Site Reliability Engineer

Tamr
Apply Now

Job Description

Company Description

Tamr, the leader in data products, enables customers to consolidate messy source data into clean, curated, analytics-ready datasets. Organizations benefit from Tamr, the industry’s first suite of data products that combine human curation, patented machine learning, mastering rules and enrichment with first- and third-party data to accelerate business outcomes and deliver business-changing insights. Tamr’s cloud-native and SaaS solutions enable industry leaders such as Toyota, Western Union and GSK to get ahead and stay ahead in a rapidly changing competitor environment.
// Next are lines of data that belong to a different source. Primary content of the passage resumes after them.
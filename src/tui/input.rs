use super::app::{CreateField, Pane, TuiApp};
use super::events::Action;
use crate::views::View;
use crossterm::event::{Event, KeyCode, KeyEvent, KeyEventKind, KeyModifiers};

/// Handle a crossterm event, updating TUI application state accordingly.
///
/// Global keys switch views (F1-F3), check services (F5) and quit (Esc or
/// Ctrl+C). Everything else goes to the active view. Returns the remote
/// action the event asks for, if any.
pub fn handle_event(app: &mut TuiApp, event: &Event) -> Option<Action> {
    let Event::Key(key) = event else {
        return None;
    };
    if key.kind != KeyEventKind::Press {
        return None;
    }

    if is_quit_key(key) {
        app.should_quit = true;
        return None;
    }

    match key.code {
        KeyCode::F(1) => app.switch_view(View::CreateTask),
        KeyCode::F(2) => app.switch_view(View::TaskList),
        KeyCode::F(3) => app.switch_view(View::TaskHistory),
        KeyCode::F(5) => Some(Action::CheckServices),
        _ => match app.view {
            View::CreateTask => handle_create_key(app, key),
            View::TaskList => handle_list_key(app, key),
            View::TaskHistory => handle_history_key(app, key),
        },
    }
}

/// Handle an event that arrives while a remote call is in flight.
///
/// Only the quit keys are honored. Everything else is dropped so that keys
/// pressed during a slow call cannot queue another one.
pub fn handle_busy_event(app: &mut TuiApp, event: &Event) {
    if let Event::Key(key) = event
        && key.kind == KeyEventKind::Press
        && is_quit_key(key)
    {
        app.should_quit = true;
    }
}

fn is_quit_key(key: &KeyEvent) -> bool {
    match key.code {
        KeyCode::Esc => true,
        KeyCode::Char('c') => key.modifiers.contains(KeyModifiers::CONTROL),
        _ => false,
    }
}

fn handle_create_key(app: &mut TuiApp, key: &KeyEvent) -> Option<Action> {
    match key.code {
        KeyCode::Enter => return Some(Action::SubmitCreate),
        KeyCode::Tab => app.create_field = app.create_field.next(),
        KeyCode::BackTab => app.create_field = app.create_field.previous(),
        _ => match app.create_field {
            CreateField::Prompt => edit_text(&mut app.create_form.task_prompt, key.code),
            CreateField::UserId => edit_text(&mut app.create_form.user_id, key.code),
            CreateField::MaxSteps => match key.code {
                KeyCode::Char(c) if c.is_ascii_digit() => {
                    if let Some(digit) = c.to_digit(10) {
                        app.push_max_steps_digit(digit);
                    }
                }
                KeyCode::Backspace => app.pop_max_steps_digit(),
                KeyCode::Up => app.adjust_max_steps(1),
                KeyCode::Down => app.adjust_max_steps(-1),
                _ => {}
            },
            CreateField::Browser => match key.code {
                KeyCode::Right | KeyCode::Char(' ') => {
                    app.create_form.browser_name = app.create_form.browser_name.next();
                }
                KeyCode::Left => {
                    app.create_form.browser_name = app.create_form.browser_name.previous();
                }
                _ => {}
            },
        },
    }
    None
}

fn handle_list_key(app: &mut TuiApp, key: &KeyEvent) -> Option<Action> {
    if key.code == KeyCode::Tab || key.code == KeyCode::BackTab {
        app.list_pane = app.list_pane.toggle();
        return None;
    }

    match app.list_pane {
        Pane::Input => match key.code {
            KeyCode::Enter => return Some(Action::RefreshList),
            KeyCode::Down => app.list_pane = Pane::Entries,
            code => edit_text(&mut app.list_filter, code),
        },
        Pane::Entries => {
            let len = app.listed_tasks().len();
            match key.code {
                KeyCode::Down | KeyCode::Char('j') => app.list_entries.select_next(len),
                KeyCode::Up | KeyCode::Char('k') => app.list_entries.select_previous(),
                KeyCode::Enter | KeyCode::Char(' ') => app.list_entries.toggle_selected(),
                KeyCode::Char('h') => return app.view_selected_history(),
                KeyCode::Char('r') => return Some(Action::RefreshList),
                KeyCode::Char('s') => return Some(Action::CheckServices),
                _ => {}
            }
        }
    }
    None
}

fn handle_history_key(app: &mut TuiApp, key: &KeyEvent) -> Option<Action> {
    if key.code == KeyCode::Tab || key.code == KeyCode::BackTab {
        app.history_pane = app.history_pane.toggle();
        return None;
    }

    match app.history_pane {
        Pane::Input => match key.code {
            KeyCode::Enter => return Some(Action::LoadHistory),
            KeyCode::Down => app.history_pane = Pane::Entries,
            code => edit_text(&mut app.history_task_id, code),
        },
        Pane::Entries => {
            let len = app.history_len();
            match key.code {
                KeyCode::Down | KeyCode::Char('j') => app.history_entries.select_next(len),
                KeyCode::Up | KeyCode::Char('k') => app.history_entries.select_previous(),
                KeyCode::Enter | KeyCode::Char(' ') => app.history_entries.toggle_selected(),
                KeyCode::Char('r') => return Some(Action::LoadHistory),
                KeyCode::Char('s') => return Some(Action::CheckServices),
                _ => {}
            }
        }
    }
    None
}

fn edit_text(field: &mut String, code: KeyCode) {
    match code {
        KeyCode::Char(c) => field.push(c),
        KeyCode::Backspace => {
            field.pop();
        }
        _ => {}
    }
}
We are currently looking for a Site Reliability Engineer to join our SRE team as we continue to evolve and expand the Tamr data mastering platform and tool suite. With our growing customer base and increasing demand for cloud and hybrid-cloud offerings, we are growing our SRE team to support the development and delivery of new products, deployment to cloud environments, and incorporation of third-party technologies and tools to enable product engineering.

You will play a key role in designing and delivering solutions that will make Tamr SaaS offering scalable, featureful, resilient, and secure while providing guidance and mentorship to your team. You'll design and operate automation software to provision, upgrade, monitor, and heal Tamr SaaS deployed on various public cloud platforms such as Google Cloud Compute, Amazon Web Services, and Microsoft Azure.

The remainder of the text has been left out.